use std::time::Instant;

use crate::advance::{AdvanceReason, advance};
use crate::config::AlignConfig;
use crate::index::NgramIndex;
use crate::script::Script;
use crate::tail::SpokenTail;
use crate::view::{HighlightFrame, build_frame};

/// Diagnostic snapshot of session internals, intended for tooling and debug
/// panels only. Not part of the stable rendering contract.
#[derive(Debug, Clone)]
pub struct SessionDebug {
    pub pointer: usize,
    pub token_count: usize,
    pub tail_len: usize,
    pub last_reason: String,
}

/// The explicit alignment-session value: all mutable tracking state lives
/// here and is passed by reference, with no ambient process-wide state.
///
/// The pointer addresses the first script token not yet confirmed spoken. It
/// moves only through the advancer cascade ([`advance`]) or the idle slide
/// ([`AlignmentSession::tick`]), and never decreases except on explicit
/// reset. Script and index are rebuilt atomically on any script change, and
/// the index is cached here so steady-state matching cost stays bounded.
///
/// Time is injected: every mutating call takes `now` so callers (and tests)
/// own the clock.
pub struct AlignmentSession {
    script: Script,
    index: NgramIndex,
    tail: SpokenTail,
    pointer: usize,
    last_advance: Instant,
    last_reason: AdvanceReason,
    skipped: Vec<(usize, usize)>,
    config: AlignConfig,
}

impl AlignmentSession {
    pub fn new(script_text: &str, now: Instant) -> Self {
        Self::with_config(script_text, AlignConfig::default(), now)
    }

    pub fn with_config(script_text: &str, config: AlignConfig, now: Instant) -> Self {
        let script = Script::new(script_text);
        let index = NgramIndex::build(&script, config.strong_min, config.strong_max);
        Self {
            script,
            index,
            tail: SpokenTail::new(config.tail_cap),
            pointer: 0,
            last_advance: now,
            last_reason: AdvanceReason::Hold,
            skipped: Vec::new(),
            config,
        }
    }

    /// Replace the script: tokens and index are rebuilt atomically, the
    /// pointer returns to 0 and all spoken history is dropped.
    pub fn set_script(&mut self, text: &str, now: Instant) {
        self.script = Script::new(text);
        self.index = NgramIndex::build(&self.script, self.config.strong_min, self.config.strong_max);
        self.reset(now);
    }

    /// Clear pointer, spoken history and skipped spans; the script stays.
    pub fn reset(&mut self, now: Instant) {
        self.pointer = 0;
        self.tail.clear();
        self.skipped.clear();
        self.last_advance = now;
        self.last_reason = AdvanceReason::Hold;
    }

    /// Replace the in-flight partial transcript and realign. Returns whether
    /// the pointer moved.
    pub fn apply_partial(&mut self, text: &str, now: Instant) -> bool {
        self.tail.set_partial(text);
        self.realign(now)
    }

    /// Append one confirmed utterance (clearing the partial it grew from)
    /// and realign. Returns whether the pointer moved.
    pub fn apply_final(&mut self, text: &str, now: Instant) -> bool {
        self.tail.push_final(text);
        self.realign(now)
    }

    /// Idle-monitor decision: if speech is flowing (non-empty partial) but
    /// nothing has matched for the idle timeout, force a one-token slide so
    /// the highlight never stalls indefinitely.
    pub fn tick(&mut self, now: Instant) -> bool {
        if self.tail.partial().is_empty() {
            return false;
        }
        if now.duration_since(self.last_advance) < self.config.idle_timeout {
            return false;
        }
        if self.pointer >= self.script.len() {
            return false;
        }
        self.pointer += 1;
        self.last_advance = now;
        self.last_reason = AdvanceReason::TimeoutSlide;
        tracing::debug!(pointer = self.pointer, "timeout_slide");
        true
    }

    fn realign(&mut self, now: Instant) -> bool {
        let out = advance(
            &self.script,
            &self.index,
            &self.config,
            self.pointer,
            self.tail.tokens(),
        );
        debug_assert!(out.pointer >= self.pointer && out.pointer <= self.script.len());

        let moved = out.pointer != self.pointer;
        if moved {
            // a jump longer than the matched span means script tokens were
            // passed over unspoken; remember them for gap-fill callers
            if let Some(matched) = out.reason.matched_len() {
                let skip_end = out.pointer.saturating_sub(matched).max(self.pointer);
                if skip_end > self.pointer {
                    self.skipped.push((self.pointer, skip_end));
                }
            }
            self.pointer = out.pointer;
            self.last_advance = now;
            tracing::debug!(pointer = self.pointer, reason = %out.reason, "pointer_advanced");
        }
        self.last_reason = out.reason;
        moved
    }

    pub fn frame(&self) -> HighlightFrame {
        build_frame(
            &self.script,
            self.pointer,
            &self.config,
            self.tail.partial(),
            self.tail.finals(),
        )
    }

    pub fn pointer(&self) -> usize {
        self.pointer
    }

    pub fn script(&self) -> &Script {
        &self.script
    }

    pub fn config(&self) -> &AlignConfig {
        &self.config
    }

    /// Raw script text of every span the pointer has jumped over unspoken,
    /// in reading order: the `skipped segments` input of the gap-fill
    /// regeneration service.
    pub fn skipped_segments(&self) -> Vec<String> {
        self.skipped
            .iter()
            .map(|&(from, to)| self.script.span_text(from, to).to_string())
            .collect()
    }

    /// Everything the speaker has confirmed so far, joined for gap-fill.
    pub fn spoken_text(&self) -> String {
        self.tail.finals().join(" ")
    }

    pub fn debug(&self) -> SessionDebug {
        SessionDebug {
            pointer: self.pointer,
            token_count: self.script.len(),
            tail_len: self.tail.tokens().len(),
            last_reason: self.last_reason.to_string(),
        }
    }
}

#[cfg(test)]
mod tests {
    use super::*;
    use std::time::Duration;

    const SCRIPT: &str = "나는 오늘 날씨가 좋다고 생각한다. 그리고 내일은 비가 온다";

    fn session() -> (AlignmentSession, Instant) {
        let now = Instant::now();
        (AlignmentSession::new(SCRIPT, now), now)
    }

    #[test]
    fn partial_update_advances_pointer() {
        let (mut s, now) = session();
        assert!(s.apply_partial("오늘 날씨가 좋다고", now));
        assert_eq!(s.pointer(), 4);
        assert_eq!(s.debug().last_reason, "strong 3-gram");
    }

    #[test]
    fn empty_tail_never_moves_pointer() {
        let (mut s, now) = session();
        assert!(!s.apply_partial("", now));
        assert_eq!(s.pointer(), 0);
        assert_eq!(s.debug().last_reason, "hold");
    }

    #[test]
    fn final_clears_partial_and_keeps_history() {
        let (mut s, now) = session();
        s.apply_partial("나는 오늘 날씨", now);
        s.apply_final("나는 오늘 날씨가", now);
        let frame = s.frame();
        assert_eq!(frame.partial_text, "");
        assert_eq!(frame.final_history, ["나는 오늘 날씨가"]);
    }

    #[test]
    fn idle_slide_fires_after_timeout_with_live_partial() {
        let (mut s, now) = session();
        s.apply_partial("웅얼웅얼", now);
        let p = s.pointer();

        assert!(!s.tick(now + Duration::from_millis(500)));
        assert!(s.tick(now + Duration::from_millis(900)));
        assert_eq!(s.pointer(), p + 1);
        assert_eq!(s.debug().last_reason, "timeout slide");

        // the slide itself counts as an advance; the next slide needs a
        // fresh timeout
        assert!(!s.tick(now + Duration::from_millis(1000)));
        assert!(s.tick(now + Duration::from_millis(1800)));
    }

    #[test]
    fn idle_slide_needs_a_nonempty_partial() {
        let (mut s, now) = session();
        s.apply_final("나는", now);
        assert!(!s.tick(now + Duration::from_secs(10)));
    }

    #[test]
    fn idle_slide_stops_at_script_end() {
        let now = Instant::now();
        let mut s = AlignmentSession::new("한 두", now);
        s.apply_partial("한 두", now);
        assert_eq!(s.pointer(), 2);
        assert!(!s.tick(now + Duration::from_secs(5)));
        assert_eq!(s.pointer(), 2);
    }

    #[test]
    fn set_script_resets_everything() {
        let (mut s, now) = session();
        s.apply_final("오늘 날씨가 좋다고", now);
        assert!(s.pointer() > 0);

        s.set_script("완전히 다른 원고 입니다", now);
        assert_eq!(s.pointer(), 0);
        let frame = s.frame();
        assert!(frame.final_history.is_empty());
        assert_eq!(frame.partial_text, "");
        assert_eq!(frame.progress_percent, 0);
        assert!(s.skipped_segments().is_empty());
    }

    #[test]
    fn reset_keeps_script_but_clears_state() {
        let (mut s, now) = session();
        s.apply_final("오늘 날씨가 좋다고", now);
        s.reset(now);
        assert_eq!(s.pointer(), 0);
        assert_eq!(s.script().text(), SCRIPT);
        assert!(s.frame().final_history.is_empty());
    }

    #[test]
    fn skipped_spans_are_recorded_on_jumps() {
        let (mut s, now) = session();
        // speaker jumps straight to tokens 5..8, skipping 0..5
        assert!(s.apply_partial("그리고 내일은 비가", now));
        assert_eq!(s.pointer(), 8);
        assert_eq!(
            s.skipped_segments(),
            ["나는 오늘 날씨가 좋다고 생각한다."]
        );
    }

    #[test]
    fn contiguous_reading_skips_nothing() {
        let (mut s, now) = session();
        s.apply_partial("나는 오늘 날씨가", now);
        s.apply_final("나는 오늘 날씨가 좋다고 생각한다", now);
        assert!(s.skipped_segments().is_empty());
    }

    #[test]
    fn frame_reflects_progress() {
        let (mut s, now) = session();
        s.apply_partial("오늘 날씨가 좋다고", now);
        let frame = s.frame();
        // 4 of 9 tokens confirmed
        assert_eq!(frame.progress_percent, 44);
        assert!(frame.before_text.starts_with("나는"));
        assert!(frame.current_text.starts_with("생각한다."));
    }
}
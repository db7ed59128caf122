use cueline_alignment::HighlightFrame;
use cueline_capture::CaptureState;

/// Host surface the engine renders into. A desktop shell forwards these to
/// its window; tests record them.
pub trait PrompterRuntime: Send + 'static {
    /// A new highlight snapshot. Emitted whenever the display would change:
    /// pointer movement, partial/final transcript updates, script edits.
    fn emit_frame(&self, frame: HighlightFrame);

    /// Capture lifecycle change, with an error description for faults.
    fn emit_capture_state(&self, state: CaptureState, error: Option<String>);

    /// Human-readable notice, e.g. capture being unavailable on this
    /// platform.
    fn emit_notice(&self, message: String);
}
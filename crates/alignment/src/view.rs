use crate::config::AlignConfig;
use crate::script::Script;

/// Complete snapshot of what the display collaborator needs to draw one
/// frame: the script split around the highlight window, overall progress,
/// and the live transcript state. This is the rendering contract.
#[derive(Debug, Clone, Default, PartialEq, serde::Serialize, serde::Deserialize, specta::Type)]
pub struct HighlightFrame {
    #[serde(rename = "beforeText")]
    pub before_text: String,
    #[serde(rename = "currentText")]
    pub current_text: String,
    #[serde(rename = "afterText")]
    pub after_text: String,
    #[serde(rename = "progressPercent")]
    pub progress_percent: u8,
    #[serde(rename = "partialText")]
    pub partial_text: String,
    #[serde(rename = "finalHistory")]
    pub final_history: Vec<String>,
}

/// End of the highlight window `[pointer, end)`: extend one token at a time,
/// stopping (inclusive) at the first sentence-terminal token or at
/// `highlight_max` tokens, whichever comes first. The scan itself is bounded
/// by `highlight_scan`.
pub fn window_end(script: &Script, pointer: usize, config: &AlignConfig) -> usize {
    let tokens = script.tokens();
    let mut end = pointer;
    for i in pointer..tokens.len().min(pointer + config.highlight_scan) {
        end = i + 1;
        if tokens[i].is_terminal {
            break;
        }
        if end - pointer >= config.highlight_max {
            break;
        }
    }
    end
}

/// Split the source script around the highlight window via the token
/// position map, without re-scanning the text.
pub fn build_frame(
    script: &Script,
    pointer: usize,
    config: &AlignConfig,
    partial: &str,
    finals: &[String],
) -> HighlightFrame {
    let tokens = script.tokens();
    let text = script.text();
    let end_token = window_end(script, pointer, config);

    let start_idx = tokens.get(pointer).map_or(text.len(), |t| t.start);
    let end_idx = if end_token > 0 {
        tokens[end_token - 1].end.max(start_idx)
    } else {
        start_idx
    };

    HighlightFrame {
        before_text: text[..start_idx].to_string(),
        current_text: text[start_idx..end_idx].to_string(),
        after_text: text[end_idx..].to_string(),
        progress_percent: progress_percent(pointer, tokens.len()),
        partial_text: partial.to_string(),
        final_history: finals.to_vec(),
    }
}

pub fn progress_percent(pointer: usize, total_tokens: usize) -> u8 {
    (pointer as f64 / total_tokens.max(1) as f64 * 100.0).round() as u8
}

→ ACTION ITEM: Return each line of the preceding material in which "HighlightFrame" can be found.

→ TASK RESPONSE:
use crate::view::{HighlightFrame, build_frame};
    pub fn frame(&self) -> HighlightFrame {
use cueline_alignment::HighlightFrame;
    fn emit_frame(&self, frame: HighlightFrame);
pub struct HighlightFrame {
) -> HighlightFrame {
    HighlightFrame {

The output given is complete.